Naturally, if the overall, "Revenue," decreased, it is concerning. That is depending on the Sector and timing. We wouldn't expect Kinder Morgan, for example, to have growth from the previous Quarter. Unless seasons are changing from Winter to the Spring. After all, they are a Pipeline, "Energy Company," (I see another Transport. From their Ships (Trucks, Trains, Planes, and Ships= Transportation) to Pipelines (Direct Transport), Storage Tanks (Warehouse), and Treatment Centers (Manufacturing). They're a specialized Transport). 

But, regardless of Sector or industry, these factors, in my opinion, are the most important aspects of consideration. It doesn't matter what you think of their products or services. Revenue, Expenses, Earnings. Those are, as I see it, between Qualitative Measures and Quantitative measures (Something I struggle with identifying). Yes, they to parallel who is the CEO and what they're saying to the Public. What is Revenue, Expense, and Earnings. Let it be chopped up into measures of time. Look at ten, five and three year averages (Revenue, Expenses, Earnings). Look at ten, five, and three quarter measures (Revenue, Expenses, Earnings).

So now I turn the focus back to the larger, Macro-Market (If we shall). Still, a Micro-Factor of the overall economy. Modestly confused, prominent, and feared; The Indices. And the presumptive indicator of a crash, the Price to Earnings. Here I favor the DJIA. I have a lot of admiration for Jack Bogle (Successful Investor, Philanthropist, and Innovator) and his idea to buy the entire S&P 500. But I don't feel it's warranted for this measurement. I have the 30 DOW stocks averaging over $23+ P/E. That is with two stocks dragging down the DJIA (BA and CRM). They lack earnings at the moment. High, slightly. I reflect on Benjamin Graham, the first Professor of Finance (Columbia I believe), sighting to seek a margin of safety. He taught to stay below $22.50 Price to Earnings.

So now I turn to the Gorilla in the room, the Macro Economy.

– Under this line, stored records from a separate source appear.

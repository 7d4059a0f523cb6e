// This Source Code Form is subject to the terms of the Mozilla Public
// License, v. 2.0. If a copy of the MPL was not distributed with this
// file, You can obtain one at https://mozilla.org/MPL/2.0/.

//! A simulated installer, used when no event log is provided.

use std::time::Duration;

use anyhow::{Result, bail};
use deploy_common::{
    Component, ComponentStatus, InstallationPhase, ProcessEvent, ProcessUpdate,
};
use tokio::sync::mpsc;

/// The direction of a deployment.
#[derive(Clone, Copy, Debug, Eq, PartialEq)]
pub enum DeployKind {
    Deploy,
    Undeploy,
}

impl DeployKind {
    fn prerequisites_phase(self) -> InstallationPhase {
        match self {
            DeployKind::Deploy => InstallationPhase::InstallPreRequisites,
            DeployKind::Undeploy => InstallationPhase::UninstallPreRequisites,
        }
    }

    fn components_phase(self) -> InstallationPhase {
        match self {
            DeployKind::Deploy => InstallationPhase::InstallComponents,
            DeployKind::Undeploy => InstallationPhase::UninstallComponents,
        }
    }

    fn success_status(self) -> ComponentStatus {
        match self {
            DeployKind::Deploy => ComponentStatus::Installed,
            DeployKind::Undeploy => ComponentStatus::Uninstalled,
        }
    }
}

/// Emits the updates an installer would report for a deployment.
#[derive(Clone, Debug)]
pub struct SimulatedInstaller {
    log: slog::Logger,
    kind: DeployKind,
    components: Vec<String>,
    fail_component: Option<String>,
    interval: Duration,
}

impl SimulatedInstaller {
    pub fn new(
        log: &slog::Logger,
        kind: DeployKind,
        components: Vec<String>,
    ) -> Self {
        Self {
            log: log.new(slog::o!("component" => "SimulatedInstaller")),
            kind,
            components,
            fail_component: None,
            interval: Duration::ZERO,
        }
    }

    /// Reports the component with the given name as failed.
    pub fn with_failing_component(self, name: Option<String>) -> Self {
        Self { fail_component: name, ..self }
    }

    /// Waits for `interval` before emitting each update.
    pub fn with_interval(self, interval: Duration) -> Self {
        Self { interval, ..self }
    }

    /// Returns the full sequence of updates.
    ///
    /// Prerequisites are installed before components on deploy, and removed
    /// after them on undeploy.
    pub fn updates(&self) -> Vec<ProcessUpdate> {
        let prerequisites = self.kind.prerequisites_phase();
        let prerequisite_updates = [
            ProcessUpdate::new(
                prerequisites.clone(),
                ProcessEvent::ProcessStart,
            ),
            ProcessUpdate::new(prerequisites, ProcessEvent::ProcessFinished),
        ];

        let phase = self.kind.components_phase();
        let mut component_updates =
            vec![ProcessUpdate::new(phase.clone(), ProcessEvent::ProcessStart)];
        let mut any_failed = false;
        for name in &self.components {
            let status = if self.fail_component.as_ref() == Some(name) {
                any_failed = true;
                ComponentStatus::Error
            } else {
                self.kind.success_status()
            };
            component_updates.push(ProcessUpdate::for_component(
                phase.clone(),
                ProcessEvent::ProcessRunning,
                Component::new(name, status).with_namespace("kyma-system"),
            ));
        }
        let finish = if any_failed {
            ProcessEvent::ProcessExecutionFailure
        } else {
            ProcessEvent::ProcessFinished
        };
        component_updates.push(ProcessUpdate::new(phase, finish));

        match self.kind {
            DeployKind::Deploy => prerequisite_updates
                .into_iter()
                .chain(component_updates)
                .collect(),
            DeployKind::Undeploy => component_updates
                .into_iter()
                .chain(prerequisite_updates)
                .collect(),
        }
    }

    /// Sends every update through `sender`.
    ///
    /// Fails if the receiving side goes away before all updates were sent,
    /// which happens when the run is cancelled.
    pub async fn run(self, sender: mpsc::Sender<ProcessUpdate>) -> Result<()> {
        if let Some(name) = &self.fail_component {
            if !self.components.contains(name) {
                slog::warn!(
                    self.log,
                    "component to fail is not part of the deployment";
                    "fail_component" => name,
                );
            }
        }

        for update in self.updates() {
            if !self.interval.is_zero() {
                tokio::time::sleep(self.interval).await;
            }
            slog::debug!(
                self.log,
                "emitting update";
                "phase" => %update.phase,
                "event" => %update.event,
            );
            if sender.send(update).await.is_err() {
                bail!("progress display stopped receiving installer updates");
            }
        }
        Ok(())
    }
}
// This Source Code Form is subject to the terms of the Mozilla Public
// License, v. 2.0. If a copy of the MPL was not distributed with this
// file, You can obtain one at https://mozilla.org/MPL/2.0/.

/// A user-visible progress indicator.
///
/// A step is shown as running from the moment it is created. It is finished by
/// calling exactly one of [`Step::success`] or [`Step::failure`], which take
/// the step by value so that it cannot be finished twice.
pub trait Step: Send + 'static {
    /// Marks the step as successful.
    fn success(self);

    /// Marks the step as failed.
    fn failure(self);
}

/// Creates [`Step`]s for the progress display.
pub trait StepFactory: Send + Sync + 'static {
    type Step: Step;

    /// Creates a new running step with the given label.
    fn new_step(&self, label: &str) -> Self::Step;
}
//! The rope façade: construction, indexed access, splicing, ordering.
//!
//! A [`Rope`] is a handle to an immutable-by-default tree. Cloning a
//! rope clones one `Arc`; the clones then share every node until a
//! mutation, which copies only the touched root-to-leaf path. Small
//! edits into a uniquely-owned text leaf skip tree surgery entirely
//! (the insertion fast path).

use std::cmp::Ordering;
use std::fmt;
use std::ops::{Add, AddAssign, Range};
use std::sync::Arc;

use crate::encoding;
use crate::error::{check_offset, check_range, Result, TextError};
use crate::rope::iter::{compare_chunks, Bytes, Segments};
use crate::rope::node::{Leaf, NodePtr};
use crate::rope::tree;
use crate::rope::view::RopeView;
use crate::text::{RepeatedTextView, TextBuffer, TextView};

/// A copy-on-write rope over UTF-8 text.
#[derive(Clone, Default)]
pub struct Rope {
    pub(crate) root: Option<NodePtr>,
}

Should we not consider the astonishing amount of money that has just been released into circulation? Are we seeing wage growth and price appreciation in everything? Yes, and it seems! As we are playing see-saw in the School Yard, we must realize we have a feet on the ground, but that's a pretty big person on the other side. Yes, we are going to rise rapidly here in a second! The other side of the, "Price," in the, "Price to Earnings," is the, "Earnings". I think we should look forward and realize Businesses should be reporting greater numbers. Many selling Inventory (Acquired at discounted prices) at increased prices.

I don't see an immediate crash warranted here. I think the Macro Economy is going to lift everything upward. I have stronger thoughts on Lynch's well documented Price to Earnings compared to Earnings Growth Rate (1,3,5 year?). When the elite decrease Money in circulation, that will cause concern for myself. Margins will then adjust downward. I encourage any investor to buy Companies with Margins above Median of a major index. But, realize we are likely nearing a top. Pay close attention to the Fed, Senate, and Labor Market.